When Deborah Gilboa’s second-oldest son Nadav started coming home from first grade with discipline warnings from his teacher, Gilboa and her husband were perplexed. Nadav, who had just turned 6, had the same teacher in kindergarten and had rarely gotten into trouble.

So Gilboa, a family medicine doctor in Pittsburgh who consults at Deborahgilboamd.com, and her husband sat down to ask their son what was going on. He had the answer right away.

“He said, ‘In kindergarten we had recess twice a day and we went to gym twice a week,'” Gilboa told LiveScience. Now, as a first-grader, Nadav’s class only went to gym once every six days. They had one recess period a day, split with lunch, so that Nadav had only about 15 minutes a day to run around.

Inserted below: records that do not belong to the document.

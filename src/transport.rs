use std::io::{ErrorKind, Write};
use std::net::{SocketAddr, TcpListener, TcpStream, ToSocketAddrs, UdpSocket};
use std::thread;
use std::time::{Duration, Instant};

use log::{debug, error, info, warn};
use rand::{CryptoRng, Rng};
use tokio_util::sync::CancellationToken;

use crate::authority::{RevocationUpdate, TrustedAuthority};
use crate::codec;
use crate::config::NetworkConfig;
use crate::member::{MemberCredential, UpdateOutcome, Vehicle};
use crate::{GkdError, MemberId, Result, Scalar, G1, G2, ID_LEN};

const DATAGRAM_BUF: usize = 4096;
const ACK_BUF: usize = 256;
const EPOCH_LEN: usize = 8;

fn is_timeout(e: &std::io::Error) -> bool {
    matches!(e.kind(), ErrorKind::WouldBlock | ErrorKind::TimedOut)
}

fn resolve(addr: &str) -> Result<SocketAddr> {
    addr.to_socket_addrs()?
        .next()
        .ok_or_else(|| GkdError::Config(format!("cannot resolve {addr}")))
}

// ====================== 撤销广播报文 ======================

// [u64 LE epoch][u32 LE len][A_new][u32 LE len][x_r]
pub fn encode_update(update: &RevocationUpdate) -> Result<Vec<u8>> {
    let mut out = update.epoch.to_le_bytes().to_vec();
    out.extend(codec::encode_framed(&update.a_new)?);
    out.extend(codec::encode_framed(&update.x_r)?);
    Ok(out)
}

pub fn decode_update(datagram: &[u8], max_len: usize) -> Result<RevocationUpdate> {
    let epoch: [u8; EPOCH_LEN] = datagram
        .get(..EPOCH_LEN)
        .and_then(|b| b.try_into().ok())
        .ok_or_else(|| GkdError::Decode(format!("{}-byte datagram has no epoch", datagram.len())))?;
    let mut offset = EPOCH_LEN;
    let (a_new, used) = codec::decode_framed::<G2>(&datagram[offset..], max_len)?;
    offset += used;
    let (x_r, used) = codec::decode_framed::<Scalar>(&datagram[offset..], max_len)?;
    offset += used;
    if offset != datagram.len() {
        return Err(GkdError::Decode(format!(
            "{} trailing bytes after update",
            datagram.len() - offset
        )));
    }
    Ok(RevocationUpdate {
        epoch: u64::from_le_bytes(epoch),
        a_new,
        x_r,
    })
}

// ====================== 注册（TCP） ======================
pub struct JoinServer {
    listener: TcpListener,
    config: NetworkConfig,
}

impl JoinServer {
    pub fn bind(config: &NetworkConfig) -> Result<Self> {
        let listener = TcpListener::bind(&config.join_bind).map_err(|e| {
            error!("Join listener bind on {} failed: {}", config.join_bind, e);
            e
        })?;
        listener.set_nonblocking(true)?;
        info!("Listening for registrations on {}", listener.local_addr()?);
        Ok(Self {
            listener,
            config: config.clone(),
        })
    }

    pub fn local_addr(&self) -> Result<SocketAddr> {
        Ok(self.listener.local_addr()?)
    }

    // 单次注册：最多等待 wait 直到有车辆连接
    pub fn serve_one<R: Rng + CryptoRng>(
        &self,
        ta: &mut TrustedAuthority,
        rng: &mut R,
        wait: Duration,
        cancel: &CancellationToken,
    ) -> Result<MemberCredential> {
        let (stream, peer) = self.accept(wait, cancel)?;
        self.handle(stream, peer, ta, rng)
    }

    // 逐个处理注册请求直到取消；失败的注册只记录日志
    pub fn serve<R: Rng + CryptoRng>(
        &self,
        ta: &mut TrustedAuthority,
        rng: &mut R,
        cancel: &CancellationToken,
    ) -> Result<usize> {
        let mut served = 0;
        loop {
            match self.serve_one(ta, rng, self.config.io_timeout(), cancel) {
                Ok(_) => served += 1,
                Err(GkdError::Cancelled) => return Ok(served),
                Err(GkdError::Timeout) => continue,
                Err(e) => {
                    warn!("Registration failed: {}", e);
                    thread::sleep(self.config.poll_interval());
                }
            }
        }
    }

    fn accept(&self, wait: Duration, cancel: &CancellationToken) -> Result<(TcpStream, SocketAddr)> {
        let deadline = Instant::now() + wait;
        loop {
            if cancel.is_cancelled() {
                return Err(GkdError::Cancelled);
            }
            match self.listener.accept() {
                Ok(accepted) => return Ok(accepted),
                Err(e) if is_timeout(&e) => {
                    if Instant::now() >= deadline {
                        return Err(GkdError::Timeout);
                    }
                    thread::sleep(self.config.poll_interval());
                }
                Err(e) => {
                    error!("Accept failed: {}", e);
                    return Err(e.into());
                }
            }
        }
    }

    fn handle<R: Rng + CryptoRng>(
        &self,
        mut stream: TcpStream,
        peer: SocketAddr,
        ta: &mut TrustedAuthority,
        rng: &mut R,
    ) -> Result<MemberCredential> {
        stream.set_nonblocking(false)?;
        stream.set_read_timeout(Some(self.config.io_timeout()))?;
        stream.set_write_timeout(Some(self.config.io_timeout()))?;

        let mut id = [0u8; ID_LEN];
        codec::read_exact(&mut stream, &mut id)?;
        let id = MemberId::new(id);
        info!("Registering vehicle {} from {}", id, peer);

        let credential = ta.join(id, rng)?;
        if let Err(e) = write_credential(&mut stream, &credential) {
            error!("Sending credential to {} failed: {}", peer, e);
            ta.cancel_join(&id);
            return Err(e);
        }
        Ok(credential)
    }
}

// x, w1, w2 then the issuance epoch
fn write_credential<W: Write>(writer: &mut W, credential: &MemberCredential) -> Result<()> {
    codec::write_framed(writer, &credential.x)?;
    codec::write_framed(writer, &credential.w1)?;
    codec::write_framed(writer, &credential.w2)?;
    codec::write_u64_framed(writer, credential.epoch)?;
    writer.flush()?;
    Ok(())
}

// 车辆端注册请求
pub fn request_join(config: &NetworkConfig, id: MemberId) -> Result<MemberCredential> {
    let addr = resolve(&config.join_addr)?;
    let mut stream = TcpStream::connect_timeout(&addr, config.io_timeout()).map_err(|e| {
        error!("Connecting to {} failed: {}", addr, e);
        e
    })?;
    stream.set_read_timeout(Some(config.io_timeout()))?;
    stream.set_write_timeout(Some(config.io_timeout()))?;
    stream.write_all(id.as_bytes())?;

    let max_len = config.max_element_len;
    let x: Scalar = codec::read_framed(&mut stream, max_len)?;
    let w1: G1 = codec::read_framed(&mut stream, max_len)?;
    let w2: G2 = codec::read_framed(&mut stream, max_len)?;
    let epoch = codec::read_u64_framed(&mut stream)?;
    debug!("Received credential for {} at epoch {}", id, epoch);
    Ok(MemberCredential { id, x, w1, w2, epoch })
}

// ====================== 密钥更新（UDP） ======================

// 单次广播，不重传；返回发送字节数
pub fn broadcast_update(config: &NetworkConfig, update: &RevocationUpdate) -> Result<usize> {
    let datagram = encode_update(update)?;
    let socket = UdpSocket::bind("0.0.0.0:0")?;
    socket.set_broadcast(true)?;
    let sent = socket
        .send_to(&datagram, &config.broadcast_addr)
        .map_err(|e| {
            error!("Broadcast to {} failed: {}", config.broadcast_addr, e);
            e
        })?;
    info!("Key update for epoch {} broadcast ({} bytes)", update.epoch, sent);
    Ok(sent)
}

pub struct UpdateListener {
    socket: UdpSocket,
    config: NetworkConfig,
}

impl UpdateListener {
    pub fn bind(config: &NetworkConfig) -> Result<Self> {
        let socket = UdpSocket::bind(&config.update_bind).map_err(|e| {
            error!("Update listener bind on {} failed: {}", config.update_bind, e);
            e
        })?;
        socket.set_read_timeout(Some(config.poll_interval()))?;
        info!("Listening for key updates on {}", socket.local_addr()?);
        Ok(Self {
            socket,
            config: config.clone(),
        })
    }

    pub fn local_addr(&self) -> Result<SocketAddr> {
        Ok(self.socket.local_addr()?)
    }

    // 畸形报文记录后丢弃；截止时间在每轮循环都检查
    pub fn recv_update(&self, wait: Duration, cancel: &CancellationToken) -> Result<RevocationUpdate> {
        let deadline = Instant::now() + wait;
        let mut buf = vec![0u8; DATAGRAM_BUF];
        loop {
            if cancel.is_cancelled() {
                return Err(GkdError::Cancelled);
            }
            if Instant::now() >= deadline {
                return Err(GkdError::Timeout);
            }
            match self.socket.recv_from(&mut buf) {
                Ok((len, from)) => match decode_update(&buf[..len], self.config.max_element_len) {
                    Ok(update) => return Ok(update),
                    Err(e) => warn!("Discarding {}-byte datagram from {}: {}", len, from, e),
                },
                Err(e) if is_timeout(&e) => {}
                Err(e) => {
                    error!("Receiving key update failed: {}", e);
                    return Err(e.into());
                }
            }
        }
    }

    // 持续接收并应用更新，直到取消或本车被撤销；返回重新派生密钥的次数
    pub fn run(
        &self,
        vehicle: &mut Vehicle,
        ack_addr: Option<&str>,
        cancel: &CancellationToken,
    ) -> Result<usize> {
        let mut rekeys = 0;
        loop {
            let update = match self.recv_update(self.config.io_timeout(), cancel) {
                Ok(update) => update,
                Err(GkdError::Timeout) => continue,
                Err(GkdError::Cancelled) => return Ok(rekeys),
                Err(e) => return Err(e),
            };
            info!("Key update received for epoch {}", update.epoch);
            match vehicle.apply_update(&update) {
                Ok(UpdateOutcome::Rekeyed(_)) => {
                    rekeys += 1;
                    if let Some(addr) = ack_addr {
                        if let Err(e) = send_ack(vehicle.id(), addr) {
                            error!("Ack for epoch {} failed: {}", update.epoch, e);
                        }
                    }
                }
                Ok(UpdateOutcome::Stale) => {}
                Ok(UpdateOutcome::Excluded) => {
                    warn!("Member {} is revoked, leaving update loop", vehicle.id());
                    return Ok(rekeys);
                }
                Err(e @ GkdError::EpochGap { .. }) => {
                    warn!("{}; member {} needs resynchronization", e, vehicle.id());
                }
                Err(e) => return Err(e),
            }
        }
    }
}

// ====================== 确认回执（UDP） ======================

// 回执内容为去掉填充的成员 id
pub fn send_ack(id: &MemberId, addr: &str) -> Result<()> {
    let socket = UdpSocket::bind("0.0.0.0:0")?;
    socket.send_to(id.trimmed(), addr)?;
    debug!("Sent ack for {} to {}", id, addr);
    Ok(())
}

#[derive(Clone, Debug, PartialEq, Eq)]
pub struct Ack {
    pub member: MemberId,
    pub from: SocketAddr,
    pub latency: Duration,
}

pub struct AckCollector {
    socket: UdpSocket,
}

impl AckCollector {
    pub fn bind(config: &NetworkConfig) -> Result<Self> {
        let socket = UdpSocket::bind(&config.ack_bind)?;
        socket.set_read_timeout(Some(config.poll_interval()))?;
        Ok(Self { socket })
    }

    pub fn local_addr(&self) -> Result<SocketAddr> {
        Ok(self.socket.local_addr()?)
    }

    // 超时或取消时返回已收到的部分回执
    pub fn collect(
        &self,
        expected: usize,
        since: Instant,
        wait: Duration,
        cancel: &CancellationToken,
    ) -> Result<Vec<Ack>> {
        let deadline = Instant::now() + wait;
        let mut acks = Vec::with_capacity(expected);
        let mut buf = [0u8; ACK_BUF];
        while acks.len() < expected {
            if cancel.is_cancelled() || Instant::now() >= deadline {
                warn!("Collected {}/{} acks", acks.len(), expected);
                break;
            }
            match self.socket.recv_from(&mut buf) {
                Ok((0, from)) => debug!("Empty ack from {}", from),
                Ok((len, from)) => match MemberId::from_padded(&buf[..len]) {
                    Ok(member) => {
                        let latency = since.elapsed();
                        info!("Ack from {} after {:?}", member, latency);
                        acks.push(Ack { member, from, latency });
                    }
                    Err(e) => warn!("Discarding ack from {}: {}", from, e),
                },
                Err(e) if is_timeout(&e) => {}
                Err(e) => {
                    error!("Receiving ack failed: {}", e);
                    return Err(e.into());
                }
            }
        }
        Ok(acks)
    }
}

“He said, ‘I get this feeling in my legs when they want to run and that feeling moves up to my belly and when that feeling moves up to my head I can’t remember what the rules are,” Gilboa said. “So he had really noticed a big change in his own behavior and self-control.”

For kids like Nadav, the transition from summer freedom to the grindstone of the classroom may be tough. With schools under pressure to meet standardized testing goals, recess has been cut back and even eliminated in some school districts. The irony, experts say, is that schools may be shooting themselves in the foot by taking away playtime that’s crucial to a child’s growth.

An overall decrease in playtime in even young children is resulting in kids who don’t have a “culture of play,” said Jill Vialet, the founder of Playworks, a nonprofit dedicated to improving the climate of play in schools, teaching kids the kinds of games they would have once learned from older peers.

And Nadav isn’t the only kid who finds that a school day without playtime makes sitting still tough: Kids who don’t play much also tend to struggle with self-control and learning, experts say, which can haunt them throughout their lives.

Children participate in playground games under the supervision of a coach from Playworks, a non-profit that teaches kids classic games and conflict-resolution strategies.

“Play is really a developmentally significant experience,” Vialet told LiveScience. “It helps kids become high-functioning citizens and grown-ups.”